For this review I decided to complete every single-player campaign mission in the game, which took a massive 231 hours. I also sampled the multiplayer and skirmish modes, and some of the co-op campaign features. Let there be no doubt that Age of Empires II: Definitive Edition offers more bang for your buck then any other real-time strategy game ever released. It's a monumental package that will keep you playing for months.

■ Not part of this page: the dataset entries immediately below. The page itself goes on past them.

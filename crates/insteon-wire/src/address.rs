//! 24-bit INSTEON device addresses.

use serde::{Deserialize, Serialize};
use std::fmt;
use std::str::FromStr;

/// Errors from parsing a device address.
#[derive(Debug, thiserror::Error, PartialEq, Eq)]
pub enum AddressParseError {
    /// Input was not 6 hex digits (with or without dot separators).
    #[error("invalid device address '{0}': expected 6 hex digits")]
    Malformed(String),
}

/// A 24-bit INSTEON device identifier.
///
/// The all-zero address is a sentinel meaning "no device": it shows up as the
/// target of hub-addressed commands and in broadcast contexts.
#[derive(Debug, Clone, Copy, PartialEq, Eq, Hash, Serialize, Deserialize)]
pub struct DeviceAddress([u8; 3]);

impl DeviceAddress {
    /// The "no device" sentinel (00.00.00).
    pub const NONE: DeviceAddress = DeviceAddress([0, 0, 0]);

    /// Create an address from its three id bytes, high byte first.
    pub const fn new(high: u8, middle: u8, low: u8) -> Self {
        DeviceAddress([high, middle, low])
    }

    /// Create an address from a 3-byte slice.
    ///
    /// Returns `None` when the slice is not exactly 3 bytes.
    pub fn from_bytes(bytes: &[u8]) -> Option<Self> {
        let arr: [u8; 3] = bytes.try_into().ok()?;
        Some(DeviceAddress(arr))
    }

    /// The raw id bytes, high byte first.
    pub const fn bytes(&self) -> [u8; 3] {
        self.0
    }

    /// Whether this is the "no device" sentinel.
    pub const fn is_none(&self) -> bool {
        self.0[0] == 0 && self.0[1] == 0 && self.0[2] == 0
    }

    /// Six uppercase hex digits, no separators (the form used on the wire).
    pub fn to_hex(&self) -> String {
        format!("{:02X}{:02X}{:02X}", self.0[0], self.0[1], self.0[2])
    }
}

impl fmt::Display for DeviceAddress {
    fn fmt(&self, f: &mut fmt::Formatter<'_>) -> fmt::Result {
        write!(f, "{:02X}.{:02X}.{:02X}", self.0[0], self.0[1], self.0[2])
    }
}

impl FromStr for DeviceAddress {
    type Err = AddressParseError;

    /// Accepts `AA.BB.CC` or `AABBCC`.
    fn from_str(s: &str) -> Result<Self, Self::Err> {
        let compact: String = s.chars().filter(|c| *c != '.').collect();
        if compact.len() != 6 {
            return Err(AddressParseError::Malformed(s.to_string()));
        }
        let bytes = hex::decode(&compact).map_err(|_| AddressParseError::Malformed(s.to_string()))?;
        Ok(DeviceAddress([bytes[0], bytes[1], bytes[2]]))
    }
}
//! The response dispatcher: a state machine over the hub's byte stream.
//!
//! The dispatcher repeatedly fetches the shared buffer, demultiplexes it into
//! typed [`StreamEvent`]s keyed by the header byte, and feeds them to the
//! in-flight command until it completes, fails, or makes no progress for the
//! command's response timeout. The stream is hostile: the hub's ring buffer
//! can wrap and overwrite bytes mid-record, so unrecognized headers go
//! through a resynchronization heuristic instead of failing outright.

use crate::command::PendingCommand;
use crate::error::ErrorKind;
use crate::events::{Step, StreamEvent};
use crate::session::CancelToken;
use crate::transport::HubTransport;
use insteon_wire::message::{self, STANDARD_MESSAGE_LEN};
use insteon_wire::{
    AllLinkRecordMessage, AllLinkingCompleted, CleanupFailure, ExtendedMessage, ResponseStream,
    StandardMessage, ACK, NAK, STX,
};
use std::time::Duration;
use tokio::time::Instant;
use tracing::{debug, trace, warn};

/// Outcome of trying to lift one message out of the buffered bytes.
enum Parsed {
    /// A complete message was consumed.
    Event(StreamEvent),
    /// Bytes were skipped (resync); counts as progress, emits nothing.
    Skipped,
    /// Not enough bytes buffered; fetch more.
    NeedMore,
}

/// Drives one command attempt against the response stream.
pub struct Dispatcher<'a> {
    transport: &'a dyn HubTransport,
    stream: ResponseStream,
    /// Bytes of the hub buffer already ingested into `stream`.
    seen: usize,
    poll_interval: Duration,
}

impl<'a> Dispatcher<'a> {
    pub fn new(transport: &'a dyn HubTransport, poll_interval: Duration) -> Self {
        Dispatcher {
            transport,
            stream: ResponseStream::new(),
            seen: 0,
            poll_interval,
        }
    }

    /// Consume the stream until the command completes. `Ok(())` means the
    /// command reported completion; errors carry the taxonomy kind.
    pub async fn drive(
        &mut self,
        pending: &mut PendingCommand,
        cancel: &CancelToken,
    ) -> Result<(), ErrorKind> {
        let timeout = pending.command.response_timeout;
        let mut deadline = Instant::now() + timeout;
        loop {
            if cancel.is_cancelled() {
                return Err(ErrorKind::Cancelled);
            }

            // drain whatever is already buffered
            loop {
                match self.next_message(pending) {
                    Parsed::NeedMore => break,
                    Parsed::Skipped => {
                        deadline = Instant::now() + timeout;
                    }
                    Parsed::Event(event) => {
                        deadline = Instant::now() + timeout;
                        trace!(command = pending.command.name, ?event, "stream event");
                        match pending.handle_event(&event) {
                            Step::Continue => {}
                            Step::Complete => return Ok(()),
                            Step::Fail(kind) => return Err(kind),
                            Step::ClearBuffer => self.clear(cancel).await?,
                        }
                    }
                }
            }

            if Instant::now() >= deadline {
                return Err(pending.timeout_kind());
            }

            tokio::select! {
                _ = cancel.cancelled() => return Err(ErrorKind::Cancelled),
                _ = tokio::time::sleep(self.poll_interval) => {}
            }
            self.fetch().await?;
        }
    }

    /// Fetch the hub buffer and ingest only bytes we have not seen yet. A
    /// buffer shorter than what we already ingested means the hub restarted
    /// or cleared it; start over from its head.
    async fn fetch(&mut self) -> Result<(), ErrorKind> {
        let buffer = self
            .transport
            .read_buffer()
            .await
            .map_err(|e| e.kind())?;
        let bytes = buffer.as_bytes();
        if bytes.len() < self.seen {
            debug!(
                had = self.seen,
                got = bytes.len(),
                "hub buffer shrank, re-ingesting from its head"
            );
            self.seen = 0;
        }
        if bytes.len() > self.seen {
            self.stream.extend(&bytes[self.seen..]);
            self.seen = bytes.len();
        }
        Ok(())
    }

    /// Discard both our view and the hub's copy of the buffer. This is the
    /// recovery path for bytes permanently lost to ring-buffer wraparound.
    async fn clear(&mut self, cancel: &CancelToken) -> Result<(), ErrorKind> {
        if cancel.is_cancelled() {
            return Err(ErrorKind::Cancelled);
        }
        debug!("command requested buffer clear");
        self.transport.clear_buffer().await.map_err(|e| e.kind())?;
        self.stream.reset();
        self.seen = 0;
        Ok(())
    }

    /// Try to lift one message from the buffered bytes.
    fn next_message(&mut self, pending: &PendingCommand) -> Parsed {
        let Some(first) = self.stream.peek(0) else {
            return Parsed::NeedMore;
        };
        match first {
            ACK => {
                self.stream.advance(1);
                Parsed::Event(StreamEvent::HubAck)
            }
            NAK => {
                self.stream.advance(1);
                Parsed::Event(StreamEvent::HubNak)
            }
            STX => self.parse_framed(pending),
            other => {
                trace!(byte = format!("{:02X}", other), "garbage byte before header");
                self.resync()
            }
        }
    }

    /// Parse a `0x02 <type>` framed message at the cursor.
    fn parse_framed(&mut self, pending: &PendingCommand) -> Parsed {
        let Some(type_code) = self.stream.peek(1) else {
            return Parsed::NeedMore;
        };

        // the echo of the in-flight command, terminated by ACK/NAK
        if Some(type_code) == pending.command.echo_code() {
            let body = pending.command.echo_body_len();
            let total = 2 + body + 1;
            let Some(bytes) = self.stream.peek_slice(0, total) else {
                return Parsed::NeedMore;
            };
            let terminator = bytes[total - 1];
            return match terminator {
                ACK => {
                    self.stream.advance(total);
                    Parsed::Event(StreamEvent::ImAck { code: type_code })
                }
                NAK => {
                    self.stream.advance(total);
                    Parsed::Event(StreamEvent::ImNak { code: type_code })
                }
                _ => {
                    // echo cut short by a wrap; try to find the next record
                    warn!(
                        code = format!("{:02X}", type_code),
                        "echo missing ACK/NAK terminator"
                    );
                    self.resync()
                }
            };
        }

        let Some(body_len) = message::body_len(type_code) else {
            return self.resync();
        };
        let Some(body) = self.stream.peek_slice(2, body_len) else {
            return Parsed::NeedMore;
        };
        let event = decode_event(type_code, body);
        self.stream.advance(2 + body_len);
        match event {
            Some(event) => Parsed::Event(event),
            None => {
                warn!(
                    code = format!("{:02X}", type_code),
                    "undecodable message body, skipping"
                );
                Parsed::Skipped
            }
        }
    }

    /// The buffer-wrap recovery heuristic: a corrupted record is most often
    /// exactly one standard message that got overwritten, so peek one
    /// standard-message length ahead for a valid standard/extended header
    /// and skip straight to it. Failing that, scan forward a byte at a time.
    fn resync(&mut self) -> Parsed {
        match self.stream.peek_slice(STANDARD_MESSAGE_LEN, 2) {
            Some([STX, code]) if *code == message::MSG_STANDARD || *code == message::MSG_EXTENDED => {
                warn!(
                    skipped = STANDARD_MESSAGE_LEN,
                    "resynchronized past wrapped buffer region"
                );
                self.stream.advance(STANDARD_MESSAGE_LEN);
                Parsed::Skipped
            }
            Some(_) => {
                self.stream.advance(1);
                Parsed::Skipped
            }
            // not enough look-ahead to decide yet
            None => Parsed::NeedMore,
        }
    }
}

fn decode_event(type_code: u8, body: &[u8]) -> Option<StreamEvent> {
    match type_code {
        message::MSG_STANDARD => StandardMessage::decode(body).map(StreamEvent::Standard),
        message::MSG_EXTENDED => ExtendedMessage::decode(body).map(StreamEvent::Extended),
        message::MSG_ALL_LINK_RECORD => {
            AllLinkRecordMessage::decode(body).map(StreamEvent::AllLinkRecord)
        }
        message::MSG_ALL_LINKING_COMPLETED => {
            AllLinkingCompleted::decode(body).map(StreamEvent::AllLinkingCompleted)
        }
        message::MSG_CLEANUP_FAILURE => {
            CleanupFailure::decode(body).map(StreamEvent::CleanupFailure)
        }
        message::MSG_BUTTON_EVENT => Some(StreamEvent::ButtonEvent { button: body[0] }),
        message::MSG_USER_RESET => Some(StreamEvent::UserReset),
        message::MSG_CLEANUP_STATUS => Some(StreamEvent::CleanupStatus { status: body[0] }),
        message::MSG_X10 => Some(StreamEvent::X10 {
            raw: body[0],
            flag: body[1],
        }),
        _ => None,
    }
}

#[cfg(test)]
mod tests {
    use super::*;
    use crate::command::{Command, CommandKind, DeviceFrame};
    use insteon_wire::DeviceAddress;

    fn pending_standard() -> PendingCommand {
        PendingCommand::new(Command::device(
            "on",
            DeviceAddress::new(0x1A, 0x2B, 0x3C),
            DeviceFrame::standard(0x11, 0xFF),
        ))
    }

    fn dispatcher_with(bytes: &[u8]) -> Dispatcher<'static> {
        // next_message never touches the transport; a silent fake suffices
        let hub: &'static crate::testkit::FakeHub = Box::leak(Box::new(crate::testkit::FakeHub::new()));
        let mut d = Dispatcher::new(hub, Duration::from_millis(1));
        d.stream.extend(bytes);
        d
    }

    #[test]
    fn test_echo_ack_parsed() {
        let pending = pending_standard();
        // 02 62 <6 param bytes> 06
        let mut bytes = vec![0x02, 0x62, 0x1A, 0x2B, 0x3C, 0x0F, 0x11, 0xFF, 0x06];
        bytes.extend_from_slice(&[0x02, 0x50]); // partial next message
        let mut d = dispatcher_with(&bytes);
        match d.next_message(&pending) {
            Parsed::Event(StreamEvent::ImAck { code: 0x62 }) => {}
            other => panic!("unexpected parse: {:?}", discriminant_name(&other)),
        }
        // the partial standard message is not ready yet
        assert!(matches!(d.next_message(&pending), Parsed::NeedMore));
    }

    #[test]
    fn test_standard_message_parsed() {
        let pending = pending_standard();
        let bytes = [
            0x02, 0x50, 0x1A, 0x2B, 0x3C, 0x11, 0x22, 0x33, 0x2F, 0x11, 0xFF,
        ];
        let mut d = dispatcher_with(&bytes);
        match d.next_message(&pending) {
            Parsed::Event(StreamEvent::Standard(msg)) => {
                assert_eq!(msg.from, DeviceAddress::new(0x1A, 0x2B, 0x3C));
            }
            other => panic!("unexpected parse: {:?}", discriminant_name(&other)),
        }
    }

    #[test]
    fn test_wrap_recovery_skips_to_valid_header() {
        let pending = pending_standard();
        // a corrupted header, then exactly one standard-message length later
        // a valid standard message
        let mut bytes = vec![0xDE; STANDARD_MESSAGE_LEN];
        bytes.extend_from_slice(&[
            0x02, 0x50, 0x1A, 0x2B, 0x3C, 0x11, 0x22, 0x33, 0x2F, 0x11, 0xFF,
        ]);
        let mut d = dispatcher_with(&bytes);
        assert!(matches!(d.next_message(&pending), Parsed::Skipped));
        match d.next_message(&pending) {
            Parsed::Event(StreamEvent::Standard(_)) => {}
            other => panic!("unexpected parse: {:?}", discriminant_name(&other)),
        }
    }

    #[test]
    fn test_unknown_header_without_lookahead_waits() {
        let pending = pending_standard();
        let mut d = dispatcher_with(&[0xDE, 0xAD]);
        assert!(matches!(d.next_message(&pending), Parsed::NeedMore));
    }

    fn discriminant_name(p: &Parsed) -> &'static str {
        match p {
            Parsed::Event(_) => "Event",
            Parsed::Skipped => "Skipped",
            Parsed::NeedMore => "NeedMore",
        }
    }
}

It's hard to really think of any negatives here. Most maps have several times as much gold than stone, which feels strange and probably a result of balance issues, where building a line of castles bristling with archers right into the enemy base was a viable tactic in the original release. The many newer maps having less stone makes this less viable and increasing the production cost of castles would have been a controversial alternative choice, but it still seems odd. There's also the old problem of the "aggro areas" around units feeling not particularly generous, sometimes leaving units being slaughtered whilst the rest of your huge army stands idly by a few feet away, not getting involved. Improve AI has made that less of an issue than it was in the original game, though.

Those extremely minor niggles aside, Age of Empires II: Definitive Edition (*****) now stands as a towering achievement for the traditional real-time strategy game. It's well-judged quality of life improvements elevate it past the mildly disappointing StarCraft Remastered of four years ago to become the definitive 2D RTS game. It is available now on PC via Steam and PC GamePass.